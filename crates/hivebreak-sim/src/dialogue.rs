//! Dialogue state: cycling NPC scripts and the active dialogue box.

use serde::{Deserialize, Serialize};
use thiserror::Error;

/// Error types for dialogue operations.
#[derive(Debug, Error)]
pub enum DialogueError {
    /// No dialogue is currently open
    #[error("No active dialogue")]
    NoActiveDialogue,
}

/// Result type for dialogue operations.
pub type DialogueResult<T> = Result<T, DialogueError>;

/// What kind of line is being delivered.
#[derive(Debug, Clone, Copy, PartialEq, Eq, Serialize, Deserialize)]
pub enum LineKind {
    /// Regular cycling dialogue
    Dialogue,
    /// A one-shot quest briefing
    Quest,
}

/// One delivered line of dialogue.
#[derive(Debug, Clone, PartialEq, Eq, Serialize, Deserialize)]
pub struct DialogueLine {
    /// Who is speaking
    pub speaker: String,
    /// The text of the line
    pub text: String,
    /// Kind of line
    pub kind: LineKind,
}

/// An NPC's dialogue script: an ordered list of lines, delivered cyclically.
#[derive(Debug, Clone, PartialEq, Eq, Serialize, Deserialize)]
pub struct DialogueScript {
    lines: Vec<String>,
    index: usize,
}

impl DialogueScript {
    /// Creates a script from its lines.
    #[must_use]
    pub fn new(lines: Vec<String>) -> Self {
        Self { lines, index: 0 }
    }

    /// Whether the script has no lines.
    #[must_use]
    pub fn is_empty(&self) -> bool {
        self.lines.is_empty()
    }

    /// Delivers the next line, cycling back to the start after the last.
    pub fn next_line(&mut self) -> String {
        if self.lines.is_empty() {
            return String::from("...");
        }
        let line = self.lines[self.index].clone();
        self.index = (self.index + 1) % self.lines.len();
        line
    }
}

/// The session's single dialogue box.
///
/// While a line is open, player combat input is suppressed; interacting again
/// closes it.
#[derive(Debug, Clone, Default)]
pub struct DialogueBox {
    current: Option<DialogueLine>,
}

impl DialogueBox {
    /// Creates a closed dialogue box.
    #[must_use]
    pub fn new() -> Self {
        Self::default()
    }

    /// Whether a line is currently open.
    #[must_use]
    pub const fn is_active(&self) -> bool {
        self.current.is_some()
    }

    /// The open line, if any.
    #[must_use]
    pub const fn current(&self) -> Option<&DialogueLine> {
        self.current.as_ref()
    }

    /// Opens a line, replacing any previous one.
    pub fn open(&mut self, line: DialogueLine) {
        tracing::debug!(speaker = %line.speaker, "dialogue opened");
        self.current = Some(line);
    }

    /// Closes the open line, returning it.
    pub fn close(&mut self) -> DialogueResult<DialogueLine> {
        self.current.take().ok_or(DialogueError::NoActiveDialogue)
    }
}
impl CombatSystem {
    /// Creates a resolver with the given tuning.
    #[must_use]
    pub fn new(tuning: CombatTuning) -> Self {
        Self {
            tuning,
            projectiles: Vec::new(),
            next_projectile_id: 1,
        }
    }

    /// The tuning in effect.
    #[must_use]
    pub const fn tuning(&self) -> &CombatTuning {
        &self.tuning
    }

    /// Live projectiles, in spawn (= id) order.
    #[must_use]
    pub fn projectiles(&self) -> &[Projectile] {
        &self.projectiles
    }

    /// Fires the player's active weapon.
    ///
    /// Out of ammo is a pure no-op: position, cooldowns, and ammo are left
    /// untouched and no projectile is created.
    pub fn fire_ranged(&mut self, player: &mut Player) -> FireOutcome {
        if player.is_reloading() {
            return FireOutcome::Reloading;
        }
        if player.fire_cooldown > 0 {
            return FireOutcome::CoolingDown;
        }
        let weapon = player.weapon();
        if !player.try_consume_round() {
            return FireOutcome::OutOfAmmo(weapon);
        }

        player.fire_cooldown = self.tuning.fire_cooldown;
        let dir = Vec2::new(player.entity.facing.dir_x(), 0.0);
        let damage = (self.tuning.bullet_damage as f32 * weapon.damage_mult()).round() as i32;
        self.spawn_projectile(
            Faction::Player,
            player.entity.pos,
            dir * self.tuning.bullet_speed,
            damage,
            self.tuning.bullet_radius,
        );
        tracing::debug!(weapon = weapon.display_name(), "shot fired");
        FireOutcome::Fired(weapon)
    }

    /// Starts a reload on the player using the configured delay.
    pub fn start_reload(&self, player: &mut Player) -> bool {
        player.try_start_reload(self.tuning.reload_ticks)
    }

    /// Swings the player's melee attack.
    ///
    /// Strikes every living enemy within reach on the facing side in a single
    /// call, with linear distance falloff. No effect while on cooldown.
    pub fn melee_attack(&self, player: &mut Player, enemies: &mut [Enemy]) -> MeleeOutcome {
        if player.melee_cooldown > 0 {
            return MeleeOutcome::CoolingDown;
        }
        player.melee_cooldown = self.tuning.melee_cooldown;

        let origin = player.entity.pos;
        let facing = player.entity.facing;
        let range = self.tuning.melee_range;
        let mut hits = Vec::new();

        for enemy in enemies.iter_mut() {
            if !enemy.is_alive() {
                continue;
            }
            let delta = enemy.entity.pos - origin;
            let dist = delta.length();
            let in_front = delta.x * facing.dir_x() >= 0.0;
            if dist >= range || !in_front {
                continue;
            }
            let falloff = 1.0 - dist / range;
            let damage = ((self.tuning.melee_damage as f32 * falloff) as i32).max(1);
            let fatal = enemy.entity.apply_damage(damage);
            hits.push(MeleeHit {
                target: enemy.entity.id(),
                damage,
                fatal,
            });
        }
        MeleeOutcome::Swung(hits)
    }

    /// Applies the AI's attack intents: contact and area damage to the player,
    /// ranged intents become hostile projectiles.
    pub fn apply_intents(&mut self, intents: &[AttackIntent], player: &mut Player) -> PlayerHits {
        let mut result = PlayerHits::default();
        for intent in intents {
            match intent.kind {
                AttackKind::Contact { damage } => {
                    result.absorb(player, damage);
                }
                AttackKind::Area { damage, radius } => {
                    let dist = player.entity.distance_to(intent.origin);
                    if dist < radius {
                        let falloff = 1.0 - dist / radius;
                        let scaled = ((damage as f32 * falloff) as i32).max(1);
                        result.absorb(player, scaled);
                    }
                }
                AttackKind::Ranged {
                    damage,
                    speed,
                    radius,
                    dir,
                } => {
                    self.spawn_projectile(
                        Faction::Hive,
                        intent.origin,
                        dir * speed,
                        damage,
                        radius,
                    );
                }
            }
        }
        result
    }

    /// Advances projectiles and despawns those leaving the room bounds.
    pub fn step_projectiles(&mut self, bounds: &Bounds) {
        for projectile in &mut self.projectiles {
            projectile.pos += projectile.vel;
        }
        self.projectiles.retain(|p| {
            p.pos.x + p.radius >= 0.0
                && p.pos.x - p.radius <= bounds.width
                && p.pos.y + p.radius >= 0.0
                && p.pos.y - p.radius <= bounds.height
        });
    }

    /// Resolves projectile collisions.
    ///
    /// Projectiles process in ascending id order. A projectile overlapping
    /// several enemies hits the closest one, ties broken by ascending entity
    /// id; projectiles are non-piercing and despawn on first hit. Dead
    /// targets are skipped entirely.
    pub fn resolve_hits(&mut self, enemies: &mut [Enemy], player: &mut Player) -> Vec<HitRecord> {
        let mut records = Vec::new();
        let mut spent = Vec::new();

        for (index, projectile) in self.projectiles.iter().enumerate() {
            let hitbox = projectile.hitbox();
            match projectile.faction {
                Faction::Player => {
                    let target = enemies
                        .iter_mut()
                        .filter(|e| e.is_alive() && e.entity.hitbox().overlaps(&hitbox))
                        .min_by(|a, b| {
                            let da = a.entity.distance_to(projectile.pos);
                            let db = b.entity.distance_to(projectile.pos);
                            da.total_cmp(&db).then(a.entity.id().cmp(&b.entity.id()))
                        });
                    if let Some(enemy) = target {
                        let fatal = enemy.entity.apply_damage(projectile.damage);
                        records.push(HitRecord {
                            projectile: projectile.id,
                            target: HitTarget::Enemy(enemy.entity.id()),
                            damage: projectile.damage,
                            fatal,
                        });
                        spent.push(index);
                    }
                }
                Faction::Hive => {
                    if player.is_alive() && player.entity.hitbox().overlaps(&hitbox) {
                        let before = player.entity.health.current();
                        let fatal = player.take_damage(projectile.damage);
                        records.push(HitRecord {
                            projectile: projectile.id,
                            target: HitTarget::Player,
                            damage: before - player.entity.health.current(),
                            fatal,
                        });
                        spent.push(index);
                    }
                }
                Faction::Imperial => {}
            }
        }

        for index in spent.into_iter().rev() {
            self.projectiles.remove(index);
        }
        records
    }

    /// Despawns all projectiles (room transitions).
    pub fn clear_projectiles(&mut self) {
        self.projectiles.clear();
    }

    fn spawn_projectile(&mut self, faction: Faction, pos: Vec2, vel: Vec2, damage: i32, radius: f32) {
        let id = ProjectileId::new(self.next_projectile_id);
        self.next_projectile_id += 1;
        self.projectiles.push(Projectile {
            id,
            faction,
            pos,
            vel,
            damage,
            radius,
        });
    }
}
/// The authoritative game session.
#[derive(Debug)]
pub struct GameSession {
    config: GameConfig,
    catalog: PlaceholderCatalog,
    phase: SessionPhase,
    ticks: u64,
    rng: SpawnRng,
    input: InputQueue,
    player: Player,
    rooms: RoomManager,
    combat: CombatSystem,
    pickups: PickupManager,
    waves: WaveDirector,
    dialogue: DialogueBox,
    events: EventBus,
    kills: u32,
    quit_requested: bool,
    fullscreen_requested: bool,
}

• _Exercise description_:
Filter the entries down to the lines holding the string "CombatSystem". Copy each of those lines.

• _The answer_:
impl CombatSystem {
    combat: CombatSystem,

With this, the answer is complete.